Si désormais les produits cartographiques de l'IGN sont principalement numériques, l'établissement a maintenu une activité d'impression de cartes papier. Cette activité d'impression est internalisée à l'IGN, réalisée au moyen d'une presse offset 71 ( * ) installée à Saint-Mandé. Alors que l'usage de cartes en ligne se diffuse de plus en plus, en dix ans, le nombre d'impressions annuelles de l'IGN a été divisé par trois , passant de 5 millions à 1,8 million d'exemplaires.

Le rapport des inspections de 2017 en avait déjà fait le constat, l'organisation de l'activité d'impression de cartes à l'IGN constitue une source de gains de productivité à mobiliser. Aussi, en 2020, l'institut a-t-il lancé un groupe de travail sur le thème « imprimer les cartes IGN sans disposer de la presse offset ». Le groupe de travail a étudié différent scénarios prévoyant une externalisation totale ou seulement partielle. Le scénario que l'IGN estime le plus pertinent économiquement serait celui d'une externalisation de l'impression offset 72 ( * ) destinée aux gros tirages mais du maintien d'une capacité propre d'impression numérique pour les plus petites séries 73 ( * ) . Cette capacité d'impression serait relocalisée sur le site de Villefranche-sur-Cher qui s'occupe aujourd'hui de la finition, du pliage et du stockage des cartes.

Douze agents de l'IGN sont concernés par la réorganisation de l'activité d'impression. Un accompagnement spécifique leur est proposé. Certains ont accepté une mobilité géographique vers le site de Villefranche-sur-Cher tandis que d'autres se verront proposer des solutions de reconversion au sein de la « chaîne graphique » de l'établissement.

Le rapporteur spécial considère que la réorganisation et l'optimisation de l'activité d'impression des cartes sont une nécessité . La solution pragmatique issue des réflexions du groupe de travail va dans le bon sens . La réorganisation doit désormais rapidement être concrétisée. Il est également conscient des conséquences sociales d'une telle transformation et souligne l'importance de proposer un accompagnement renforcé des agents concernés. À ce titre, il soutient la décision de l'IGN visant à proposer au ministère de la transition écologique la prise d'un arrêté de restructuration grâce auquel les agents concernés pourront recourir à des aides individuelles cofinancées par le fonds d'aide interministériel aux ressources humaines (FAIRH).
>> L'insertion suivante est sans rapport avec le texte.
//! Logger setup.
//!
//! The terminal interface owns stdout and stderr while it runs, so interactive sessions only log
//! when a file is given. Headless runs log to stderr. The filter is read from `RUST_LOG` and
//! defaults to `info`.

use std::fs::File;

use color_eyre::eyre::{Result, WrapErr as _};
use env_logger::{Builder, Env, Target};

use crate::config::Config;

/// Where log records end up.
#[derive(Debug, PartialEq, Eq)]
pub(crate) enum Destination {
    /// Records are dropped.
    Disabled,
    /// Records go to standard error.
    Stderr,
    /// Records are appended to the configured file.
    File,
}

/// Chooses the log destination for a configuration.
pub(crate) const fn destination(config: &Config) -> Destination {
    if config.log_file.is_some() {
        Destination::File
    } else if config.headless {
        Destination::Stderr
    } else {
        Destination::Disabled
    }
}

/// Installs the global logger according to the configuration.
///
/// # Errors
///
/// Fails when the log file cannot be created or a logger is already installed.
pub fn init(config: &Config) -> Result<()> {
    let mut builder = Builder::from_env(Env::default().default_filter_or("info"));
    let _ = builder.format_timestamp_millis();

    match (destination(config), &config.log_file) {
        (Destination::File, Some(path)) => {
            let file = File::create(path)
                .wrap_err_with(|| format!("failed to create log file {}", path.display()))?;
            let _ = builder.target(Target::Pipe(Box::new(file)));
        }
        (Destination::Stderr, _) => {
            let _ = builder.target(Target::Stderr);
        }
        (Destination::Disabled | Destination::File, _) => return Ok(()),
    }

    builder
        .try_init()
        .wrap_err("failed to install the logger")
}
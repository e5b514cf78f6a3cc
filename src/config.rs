//! Command-line configuration.

use std::path::PathBuf;

use clap::Parser;

use crate::{
    animator::{MAX_SPEED, MIN_SPEED},
    error::MazeError,
    grid::{self, MAX_SIZE},
    solver::Algorithm,
};

/// Smallest maze side the user can pick.
pub const MIN_USER_SIZE: usize = 2;

/// Maze side used when none is given.
pub const DEFAULT_SIZE: usize = 20;

/// Animation speed used when none is given.
pub const DEFAULT_SPEED: u8 = 50;

/// Settings gathered from the command line.
#[derive(Clone, Debug, PartialEq, Eq, Parser)]
#[command(version, about)]
pub struct Config {
    /// Number of cells along each side of the maze.
    #[arg(short, long, default_value_t = DEFAULT_SIZE, value_parser = parse_size)]
    pub size: usize,
    /// Animation speed, from 1 (slowest) to 100 (fastest).
    #[arg(long, default_value_t = DEFAULT_SPEED, value_parser = clap::value_parser!(u8).range(1..=100))]
    pub speed: u8,
    /// Seed for reproducible mazes.
    #[arg(long)]
    pub seed: Option<u64>,
    /// Algorithm run in headless mode; all three when omitted.
    #[arg(short, long, value_enum)]
    pub algorithm: Option<Algorithm>,
    /// Print the maze and the solve results instead of starting the terminal interface.
    #[arg(long)]
    pub headless: bool,
    /// File receiving the log output.
    #[arg(long)]
    pub log_file: Option<PathBuf>,
}

impl Default for Config {
    fn default() -> Self {
        Self {
            size: DEFAULT_SIZE,
            speed: DEFAULT_SPEED,
            seed: None,
            algorithm: None,
            headless: false,
            log_file: None,
        }
    }
}

impl Config {
    /// Checks values that did not go through the command-line parser, such as a hand-built
    /// configuration.
    ///
    /// # Errors
    ///
    /// Returns [`MazeError::InvalidConfiguration`] when the size is outside the user bounds.
    pub const fn validate(&self) -> Result<(), MazeError> {
        match check_user_size(self.size) {
            Ok(_) => Ok(()),
            Err(err) => Err(err),
        }
    }

    /// Speed clamped to the supported range.
    #[must_use]
    pub fn clamped_speed(&self) -> u8 {
        self.speed.clamp(MIN_SPEED, MAX_SPEED)
    }
}

/// Validates a maze side chosen by the user.
///
/// # Errors
///
/// Returns [`MazeError::InvalidConfiguration`] outside [`MIN_USER_SIZE`]`..=`[`MAX_SIZE`].
pub const fn check_user_size(size: usize) -> Result<usize, MazeError> {
    grid::check_size(size, MIN_USER_SIZE, MAX_SIZE)
}

/// Parses and validates the `--size` argument.
fn parse_size(value: &str) -> Result<usize, String> {
    let size = value
        .parse::<usize>()
        .map_err(|err| format!("`{value}` is not a number: {err}"))?;

    check_user_size(size).map_err(|err| err.to_string())
}

#[cfg(test)]
mod tests {
    use super::*;

    #[test]
    fn test_defaults() {
        let config = Config::try_parse_from(["tracemaze"]).expect("no arguments should parse");

        assert_eq!(config, Config::default());
        assert!(config.validate().is_ok());
    }

    #[test]
    fn test_all_arguments() {
        let config = Config::try_parse_from([
            "tracemaze",
            "--size",
            "12",
            "--speed",
            "90",
            "--seed",
            "7",
            "--algorithm",
            "astar",
            "--headless",
            "--log-file",
            "maze.log",
        ])
        .expect("valid arguments should parse");

        assert_eq!(config.size, 12);
        assert_eq!(config.speed, 90);
        assert_eq!(config.seed, Some(7));
        assert_eq!(config.algorithm, Some(Algorithm::AStar));
        assert!(config.headless);
        assert_eq!(config.log_file, Some(PathBuf::from("maze.log")));
    }

    #[test]
    fn test_size_bounds_are_enforced() {
        assert!(Config::try_parse_from(["tracemaze", "--size", "1"]).is_err());
        assert!(Config::try_parse_from(["tracemaze", "--size", "51"]).is_err());
        assert!(Config::try_parse_from(["tracemaze", "--size", "abc"]).is_err());
        assert!(Config::try_parse_from(["tracemaze", "--size", "2"]).is_ok());
        assert!(Config::try_parse_from(["tracemaze", "-s", "50"]).is_ok());
    }

    #[test]
    fn test_speed_bounds_are_enforced() {
        assert!(Config::try_parse_from(["tracemaze", "--speed", "0"]).is_err());
        assert!(Config::try_parse_from(["tracemaze", "--speed", "101"]).is_err());
        assert!(Config::try_parse_from(["tracemaze", "--speed", "1"]).is_ok());
    }

    #[test]
    fn test_unknown_algorithm_is_rejected() {
        assert!(Config::try_parse_from(["tracemaze", "--algorithm", "dijkstra"]).is_err());
        assert!(Config::try_parse_from(["tracemaze", "-a", "dfs"]).is_ok());
    }

    #[test]
    fn test_validate_rejects_hand_built_values() {
        let too_small = Config {
            size: 1,
            ..Config::default()
        };
        let too_fast = Config {
            speed: 200,
            ..Config::default()
        };

        assert_eq!(
            too_small.validate(),
            Err(MazeError::InvalidConfiguration {
                size: 1,
                min: MIN_USER_SIZE,
                max: MAX_SIZE,
            })
        );
        assert!(too_fast.validate().is_ok());
        assert_eq!(too_fast.clamped_speed(), MAX_SPEED);
    }
}
//! Core domain entities.
//!
//! - [`Order`] - A stored order record with its identifier
//! - [`OrderPatch`] - Incoming content for an existing order
//! - [`UpdateMode`] - Whether updates replace or merge stored content

pub mod order;

pub use order::{Order, OrderId, OrderPatch, UpdateMode};
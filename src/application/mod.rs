//! Application layer services implementing business logic.
//!
//! Services consume repository traits and provide a clean API for HTTP
//! handlers.
//!
//! # Available Services
//!
//! - [`services::order_service::OrderService`] - Identifier assignment and order lifecycle

pub mod services;
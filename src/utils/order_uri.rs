//! Absolute order URIs for the `Location` header.

use axum::http::{HeaderMap, header};
use serde_json::json;
use url::Url;

use crate::domain::entities::OrderId;
use crate::error::AppError;

/// Header set by reverse proxies carrying the client-facing scheme.
const FORWARDED_PROTO: &str = "x-forwarded-proto";

/// Resolves the origin (`{scheme}://{host}`) a request was addressed to.
///
/// - Scheme comes from `X-Forwarded-Proto` (`http` or `https`), else `http`.
/// - Host comes from the `Host` header, port included. When the header is
///   absent `fallback_host` is used.
///
/// # Errors
///
/// Returns [`AppError::Validation`] if the `Host` header is not valid UTF-8,
/// does not form a valid URL authority, or carries a path, query, fragment
/// or userinfo.
pub fn request_origin(headers: &HeaderMap, fallback_host: &str) -> Result<Url, AppError> {
    let scheme = request_scheme(headers);

    let host = match headers.get(header::HOST) {
        Some(value) => value
            .to_str()
            .map_err(|_| AppError::bad_request("Invalid Host header", json!({})))?,
        None => fallback_host,
    };

    let origin = Url::parse(&format!("{scheme}://{host}")).map_err(|e| {
        AppError::bad_request(
            "Invalid Host header",
            json!({ "host": host, "reason": e.to_string() }),
        )
    })?;

    if !is_bare_authority(&origin) {
        return Err(AppError::bad_request(
            "Invalid Host header",
            json!({ "host": host, "reason": "host must not carry a path, query or userinfo" }),
        ));
    }

    Ok(origin)
}

/// `Host` is an authority only: `host[:port]`.
fn is_bare_authority(url: &Url) -> bool {
    url.path() == "/"
        && url.query().is_none()
        && url.fragment().is_none()
        && url.username().is_empty()
        && url.password().is_none()
}

/// Builds `{origin}/order/{id}`.
pub fn order_uri(origin: &Url, id: OrderId) -> String {
    format!("{}/order/{id}", origin.as_str().trim_end_matches('/'))
}

fn request_scheme(headers: &HeaderMap) -> &'static str {
    let proto = headers
        .get(FORWARDED_PROTO)
        .and_then(|value| value.to_str().ok())
        .and_then(|value| value.split(',').next())
        .map(str::trim);

    match proto {
        Some(p) if p.eq_ignore_ascii_case("https") => "https",
        _ => "http",
    }
}

#[cfg(test)]
mod tests {
    use super::*;
    use axum::http::{HeaderMap, HeaderValue, header};

    fn uri_for(headers: &HeaderMap, id: OrderId) -> Result<String, AppError> {
        let origin = request_origin(headers, "0.0.0.0:3000")?;
        Ok(order_uri(&origin, id))
    }

    #[test]
    fn test_order_uri_from_host_header() {
        let mut headers = HeaderMap::new();
        headers.insert(header::HOST, HeaderValue::from_static("localhost:3000"));

        assert_eq!(uri_for(&headers, 7).unwrap(), "http://localhost:3000/order/7");
    }

    #[test]
    fn test_order_uri_forwarded_https() {
        let mut headers = HeaderMap::new();
        headers.insert(header::HOST, HeaderValue::from_static("orders.example.com"));
        headers.insert(FORWARDED_PROTO, HeaderValue::from_static("https, http"));

        assert_eq!(
            uri_for(&headers, 42).unwrap(),
            "https://orders.example.com/order/42"
        );
    }

    #[test]
    fn test_order_uri_unknown_proto_falls_back_to_http() {
        let mut headers = HeaderMap::new();
        headers.insert(header::HOST, HeaderValue::from_static("orders.example.com"));
        headers.insert(FORWARDED_PROTO, HeaderValue::from_static("gopher"));

        assert_eq!(
            uri_for(&headers, 1).unwrap(),
            "http://orders.example.com/order/1"
        );
    }

    #[test]
    fn test_order_uri_missing_host_uses_fallback() {
        let headers = HeaderMap::new();

        let origin = request_origin(&headers, "127.0.0.1:3000").unwrap();
        assert_eq!(order_uri(&origin, 3), "http://127.0.0.1:3000/order/3");
    }

    #[test]
    fn test_order_uri_ipv6_host() {
        let mut headers = HeaderMap::new();
        headers.insert(header::HOST, HeaderValue::from_static("[::1]:8080"));

        assert_eq!(uri_for(&headers, 5).unwrap(), "http://[::1]:8080/order/5");
    }

    #[test]
    fn test_invalid_host_is_rejected() {
        let mut headers = HeaderMap::new();
        headers.insert(header::HOST, HeaderValue::from_static("bad host:abc"));

        let result = request_origin(&headers, "0.0.0.0:3000");
        assert!(matches!(result, Err(AppError::Validation { .. })));
    }

    #[test]
    fn test_host_with_path_is_rejected() {
        let mut headers = HeaderMap::new();
        headers.insert(header::HOST, HeaderValue::from_static("evil.com/x"));

        let result = request_origin(&headers, "0.0.0.0:3000");
        assert!(matches!(result, Err(AppError::Validation { .. })));
    }

    #[test]
    fn test_host_with_query_is_rejected() {
        let mut headers = HeaderMap::new();
        headers.insert(header::HOST, HeaderValue::from_static("a?b"));

        let result = request_origin(&headers, "0.0.0.0:3000");
        assert!(matches!(result, Err(AppError::Validation { .. })));
    }

    #[test]
    fn test_host_with_fragment_is_rejected() {
        let mut headers = HeaderMap::new();
        headers.insert(header::HOST, HeaderValue::from_static("orders.test#top"));

        let result = request_origin(&headers, "0.0.0.0:3000");
        assert!(matches!(result, Err(AppError::Validation { .. })));
    }

    #[test]
    fn test_host_with_userinfo_is_rejected() {
        let mut headers = HeaderMap::new();
        headers.insert(header::HOST, HeaderValue::from_static("user@orders.test"));
        assert!(request_origin(&headers, "0.0.0.0:3000").is_err());

        headers.insert(header::HOST, HeaderValue::from_static("user:pw@orders.test"));
        assert!(request_origin(&headers, "0.0.0.0:3000").is_err());
    }

    #[test]
    fn test_invalid_utf8_host_is_rejected() {
        let mut headers = HeaderMap::new();
        let invalid_bytes = vec![0xFF, 0xFE, 0xFD];
        if let Ok(header_value) = HeaderValue::from_bytes(&invalid_bytes) {
            headers.insert(header::HOST, header_value);

            let result = request_origin(&headers, "0.0.0.0:3000");
            assert!(result.is_err());
        }
    }
}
4. Optimiser la collecte des données aériennes

L'acquisition de données aériennes est l'une des activités de base de l'IGN . Traditionnellement, il recourt largement aux ortho-images aériennes, collectées par sa propre flotte aérienne ou par des sous-traitants. Il renouvelle ainsi tous les trois ans la couverture aérienne du territoire national.

Comme beaucoup d'autres domaines du secteur de l'information géographique, la collecte de données aériennes est aujourd'hui révolutionnée par les évolutions technologiques. L'utilisation d'images satellitaires ou de drones se développe . Dans ce contexte, à la fois pour rester à la pointe mais aussi pour réaliser des gains de productivité (le coût annuel moyen de l'acquisition d'images aériennes pour l'établissement est de 4 millions d'euros), l'IGN doit viser une répartition optimale entre les différents outils de collectes. Le rapporteur spécial soutient ainsi les travaux lancés par l'institut pour réévaluer son « mix technologique » en matière d'acquisition de données aériennes .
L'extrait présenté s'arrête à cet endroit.